EXERCISE: Search each line below for the word "slice" and list those that contain it.
*** Opening of DATA TO USE ***
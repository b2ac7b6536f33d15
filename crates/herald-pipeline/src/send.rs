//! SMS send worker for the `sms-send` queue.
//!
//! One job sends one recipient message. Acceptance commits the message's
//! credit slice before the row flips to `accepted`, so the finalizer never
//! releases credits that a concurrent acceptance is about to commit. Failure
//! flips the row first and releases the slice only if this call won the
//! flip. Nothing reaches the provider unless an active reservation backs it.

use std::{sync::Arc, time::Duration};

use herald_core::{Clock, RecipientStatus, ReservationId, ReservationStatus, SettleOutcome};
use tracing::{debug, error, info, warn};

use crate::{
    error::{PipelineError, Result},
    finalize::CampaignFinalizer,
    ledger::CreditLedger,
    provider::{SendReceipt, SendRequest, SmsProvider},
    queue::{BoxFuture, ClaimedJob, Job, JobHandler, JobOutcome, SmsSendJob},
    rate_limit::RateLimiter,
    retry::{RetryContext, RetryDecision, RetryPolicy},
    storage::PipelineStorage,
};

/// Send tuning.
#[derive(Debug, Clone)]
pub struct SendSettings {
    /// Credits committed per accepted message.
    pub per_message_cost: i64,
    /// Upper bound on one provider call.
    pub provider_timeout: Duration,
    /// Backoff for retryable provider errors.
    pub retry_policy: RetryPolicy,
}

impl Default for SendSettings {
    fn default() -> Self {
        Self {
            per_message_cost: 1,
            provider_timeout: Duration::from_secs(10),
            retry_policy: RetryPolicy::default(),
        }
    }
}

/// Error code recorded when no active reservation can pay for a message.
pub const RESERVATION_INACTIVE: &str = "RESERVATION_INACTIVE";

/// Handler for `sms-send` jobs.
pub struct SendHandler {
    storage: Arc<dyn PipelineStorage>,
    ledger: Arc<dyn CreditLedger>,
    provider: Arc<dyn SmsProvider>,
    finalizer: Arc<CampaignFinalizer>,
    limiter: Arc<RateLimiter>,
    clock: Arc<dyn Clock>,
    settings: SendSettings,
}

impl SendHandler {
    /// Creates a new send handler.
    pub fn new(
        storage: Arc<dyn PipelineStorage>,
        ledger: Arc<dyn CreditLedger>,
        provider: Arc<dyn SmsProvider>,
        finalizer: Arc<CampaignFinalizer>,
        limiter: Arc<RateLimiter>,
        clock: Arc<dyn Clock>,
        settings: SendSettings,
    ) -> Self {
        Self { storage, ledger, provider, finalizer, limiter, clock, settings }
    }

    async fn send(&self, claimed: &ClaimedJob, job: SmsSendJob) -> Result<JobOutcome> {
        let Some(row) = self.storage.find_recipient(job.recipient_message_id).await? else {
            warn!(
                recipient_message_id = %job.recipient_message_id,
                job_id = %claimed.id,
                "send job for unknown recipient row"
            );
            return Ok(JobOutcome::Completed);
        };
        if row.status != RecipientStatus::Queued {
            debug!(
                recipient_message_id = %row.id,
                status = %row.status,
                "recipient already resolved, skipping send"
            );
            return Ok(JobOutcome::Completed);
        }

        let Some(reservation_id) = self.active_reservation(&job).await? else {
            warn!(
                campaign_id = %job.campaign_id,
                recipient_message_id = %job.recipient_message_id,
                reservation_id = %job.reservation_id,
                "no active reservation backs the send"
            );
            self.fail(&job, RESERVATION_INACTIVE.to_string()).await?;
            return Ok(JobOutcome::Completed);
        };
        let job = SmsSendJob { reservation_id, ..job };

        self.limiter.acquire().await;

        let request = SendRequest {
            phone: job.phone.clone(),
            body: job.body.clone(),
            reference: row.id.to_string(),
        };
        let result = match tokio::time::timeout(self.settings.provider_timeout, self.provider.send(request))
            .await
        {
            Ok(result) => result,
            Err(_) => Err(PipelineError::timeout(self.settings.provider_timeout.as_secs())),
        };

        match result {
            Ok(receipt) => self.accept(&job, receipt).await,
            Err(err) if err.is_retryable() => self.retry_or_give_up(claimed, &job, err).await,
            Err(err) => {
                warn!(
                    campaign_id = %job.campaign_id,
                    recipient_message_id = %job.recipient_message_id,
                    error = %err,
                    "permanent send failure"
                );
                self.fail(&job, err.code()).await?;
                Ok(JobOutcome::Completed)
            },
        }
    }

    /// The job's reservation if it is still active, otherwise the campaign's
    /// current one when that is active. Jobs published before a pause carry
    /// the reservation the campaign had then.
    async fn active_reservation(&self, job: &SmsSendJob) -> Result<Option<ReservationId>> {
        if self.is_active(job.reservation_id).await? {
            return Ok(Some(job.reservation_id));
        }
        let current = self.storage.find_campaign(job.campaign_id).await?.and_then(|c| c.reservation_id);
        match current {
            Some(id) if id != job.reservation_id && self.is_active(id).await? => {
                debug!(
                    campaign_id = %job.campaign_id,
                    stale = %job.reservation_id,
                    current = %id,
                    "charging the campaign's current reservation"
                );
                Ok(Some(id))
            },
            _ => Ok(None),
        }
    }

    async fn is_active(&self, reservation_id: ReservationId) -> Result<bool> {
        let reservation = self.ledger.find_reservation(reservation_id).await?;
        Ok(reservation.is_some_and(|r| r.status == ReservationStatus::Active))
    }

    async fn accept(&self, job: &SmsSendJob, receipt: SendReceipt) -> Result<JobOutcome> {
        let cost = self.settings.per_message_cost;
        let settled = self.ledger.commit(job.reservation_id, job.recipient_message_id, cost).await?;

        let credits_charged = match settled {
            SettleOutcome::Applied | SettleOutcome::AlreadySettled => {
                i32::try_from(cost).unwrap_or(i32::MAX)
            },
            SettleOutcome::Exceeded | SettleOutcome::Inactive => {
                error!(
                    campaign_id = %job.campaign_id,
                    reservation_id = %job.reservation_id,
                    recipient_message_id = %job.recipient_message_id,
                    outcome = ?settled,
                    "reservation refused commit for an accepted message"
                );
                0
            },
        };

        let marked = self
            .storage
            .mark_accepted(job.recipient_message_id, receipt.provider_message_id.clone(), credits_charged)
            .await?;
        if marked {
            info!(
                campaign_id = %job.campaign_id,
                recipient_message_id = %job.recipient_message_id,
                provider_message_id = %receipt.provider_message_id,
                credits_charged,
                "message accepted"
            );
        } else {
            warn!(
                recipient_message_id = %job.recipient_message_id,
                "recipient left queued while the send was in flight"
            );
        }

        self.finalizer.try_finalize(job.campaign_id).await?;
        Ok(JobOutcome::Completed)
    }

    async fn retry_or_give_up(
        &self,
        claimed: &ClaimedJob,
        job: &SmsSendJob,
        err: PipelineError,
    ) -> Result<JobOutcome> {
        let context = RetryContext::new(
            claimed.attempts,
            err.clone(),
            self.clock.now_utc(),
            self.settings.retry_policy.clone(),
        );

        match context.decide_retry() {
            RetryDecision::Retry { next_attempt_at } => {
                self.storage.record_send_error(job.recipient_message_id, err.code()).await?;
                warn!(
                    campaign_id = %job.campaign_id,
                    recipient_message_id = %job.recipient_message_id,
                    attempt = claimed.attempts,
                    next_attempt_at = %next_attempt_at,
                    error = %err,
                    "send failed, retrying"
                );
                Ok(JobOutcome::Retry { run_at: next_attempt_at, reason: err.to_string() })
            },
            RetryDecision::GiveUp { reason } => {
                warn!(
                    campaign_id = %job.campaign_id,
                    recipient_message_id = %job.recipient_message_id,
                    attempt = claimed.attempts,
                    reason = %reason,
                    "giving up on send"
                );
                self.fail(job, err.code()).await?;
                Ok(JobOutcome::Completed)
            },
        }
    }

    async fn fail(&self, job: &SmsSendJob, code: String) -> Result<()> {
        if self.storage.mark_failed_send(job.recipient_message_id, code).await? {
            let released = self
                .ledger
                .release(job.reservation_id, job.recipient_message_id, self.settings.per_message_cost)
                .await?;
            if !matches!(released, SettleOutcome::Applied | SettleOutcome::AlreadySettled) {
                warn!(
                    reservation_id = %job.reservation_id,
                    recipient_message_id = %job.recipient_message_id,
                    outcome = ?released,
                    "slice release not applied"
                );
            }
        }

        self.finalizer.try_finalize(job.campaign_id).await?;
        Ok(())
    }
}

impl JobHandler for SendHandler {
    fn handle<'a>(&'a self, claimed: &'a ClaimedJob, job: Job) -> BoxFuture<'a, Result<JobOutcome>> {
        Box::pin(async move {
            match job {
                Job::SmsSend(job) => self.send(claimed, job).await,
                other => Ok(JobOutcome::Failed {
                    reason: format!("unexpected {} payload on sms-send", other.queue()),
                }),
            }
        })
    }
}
*** Close of DATA TO USE ***
*** Opening of DATA TO USE ***
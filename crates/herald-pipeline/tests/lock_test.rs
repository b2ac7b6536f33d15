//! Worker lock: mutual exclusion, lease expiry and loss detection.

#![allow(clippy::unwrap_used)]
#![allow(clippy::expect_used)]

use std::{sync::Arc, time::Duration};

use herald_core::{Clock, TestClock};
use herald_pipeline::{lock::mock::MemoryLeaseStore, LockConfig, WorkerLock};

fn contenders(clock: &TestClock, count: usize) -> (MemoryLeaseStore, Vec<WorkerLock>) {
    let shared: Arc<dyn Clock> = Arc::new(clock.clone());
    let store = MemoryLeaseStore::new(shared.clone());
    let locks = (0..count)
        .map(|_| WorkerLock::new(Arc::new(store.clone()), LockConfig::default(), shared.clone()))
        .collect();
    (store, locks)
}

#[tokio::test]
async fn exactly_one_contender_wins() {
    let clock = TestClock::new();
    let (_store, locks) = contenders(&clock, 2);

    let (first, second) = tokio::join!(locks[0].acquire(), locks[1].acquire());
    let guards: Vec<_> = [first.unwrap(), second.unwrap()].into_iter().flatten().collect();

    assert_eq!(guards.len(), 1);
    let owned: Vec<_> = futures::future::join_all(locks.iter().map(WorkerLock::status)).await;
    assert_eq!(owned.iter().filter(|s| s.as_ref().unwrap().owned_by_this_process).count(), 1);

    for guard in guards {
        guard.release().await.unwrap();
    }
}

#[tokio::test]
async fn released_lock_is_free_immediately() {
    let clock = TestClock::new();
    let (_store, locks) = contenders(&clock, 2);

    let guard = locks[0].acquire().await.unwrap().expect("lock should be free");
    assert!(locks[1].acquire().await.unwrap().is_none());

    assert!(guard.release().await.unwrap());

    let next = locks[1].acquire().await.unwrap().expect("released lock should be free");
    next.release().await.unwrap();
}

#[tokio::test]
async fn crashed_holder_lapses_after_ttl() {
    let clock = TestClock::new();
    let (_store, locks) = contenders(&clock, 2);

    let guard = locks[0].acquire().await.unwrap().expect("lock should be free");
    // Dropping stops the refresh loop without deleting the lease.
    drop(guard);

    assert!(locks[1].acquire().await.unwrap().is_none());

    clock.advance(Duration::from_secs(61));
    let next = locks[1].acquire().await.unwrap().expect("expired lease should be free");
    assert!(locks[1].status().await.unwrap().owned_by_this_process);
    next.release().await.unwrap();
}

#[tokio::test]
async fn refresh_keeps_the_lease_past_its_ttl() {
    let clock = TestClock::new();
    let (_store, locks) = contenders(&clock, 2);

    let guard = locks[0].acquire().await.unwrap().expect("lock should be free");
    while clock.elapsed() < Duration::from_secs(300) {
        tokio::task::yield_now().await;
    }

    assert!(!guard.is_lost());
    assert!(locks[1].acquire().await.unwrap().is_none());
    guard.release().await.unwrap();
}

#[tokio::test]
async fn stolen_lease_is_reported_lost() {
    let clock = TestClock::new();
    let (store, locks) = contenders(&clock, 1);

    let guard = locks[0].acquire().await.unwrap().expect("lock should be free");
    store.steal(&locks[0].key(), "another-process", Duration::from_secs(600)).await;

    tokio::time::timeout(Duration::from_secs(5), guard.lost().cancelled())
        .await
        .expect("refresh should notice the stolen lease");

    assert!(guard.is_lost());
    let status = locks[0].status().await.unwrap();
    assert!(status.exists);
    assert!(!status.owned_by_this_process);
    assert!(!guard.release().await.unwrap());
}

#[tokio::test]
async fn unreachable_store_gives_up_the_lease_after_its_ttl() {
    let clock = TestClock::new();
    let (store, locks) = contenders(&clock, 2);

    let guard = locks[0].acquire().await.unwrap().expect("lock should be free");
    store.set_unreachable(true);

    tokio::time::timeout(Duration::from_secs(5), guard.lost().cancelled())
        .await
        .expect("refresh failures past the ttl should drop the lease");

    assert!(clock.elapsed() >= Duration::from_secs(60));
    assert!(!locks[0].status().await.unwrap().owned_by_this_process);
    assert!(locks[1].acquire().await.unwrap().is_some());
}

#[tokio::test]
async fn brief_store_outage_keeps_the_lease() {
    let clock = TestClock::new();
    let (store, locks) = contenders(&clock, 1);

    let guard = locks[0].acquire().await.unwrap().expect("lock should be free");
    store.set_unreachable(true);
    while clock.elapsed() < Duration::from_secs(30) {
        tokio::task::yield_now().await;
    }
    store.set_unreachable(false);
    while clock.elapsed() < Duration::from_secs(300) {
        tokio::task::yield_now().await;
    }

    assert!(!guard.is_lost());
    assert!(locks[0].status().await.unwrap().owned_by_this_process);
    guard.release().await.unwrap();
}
*** Close of DATA TO USE ***
EXERCISE OUTPUT:
//! credit slice before the row flips to `accepted`, so the finalizer never
//! flips the row first and releases the slice only if this call won the
                    "slice release not applied"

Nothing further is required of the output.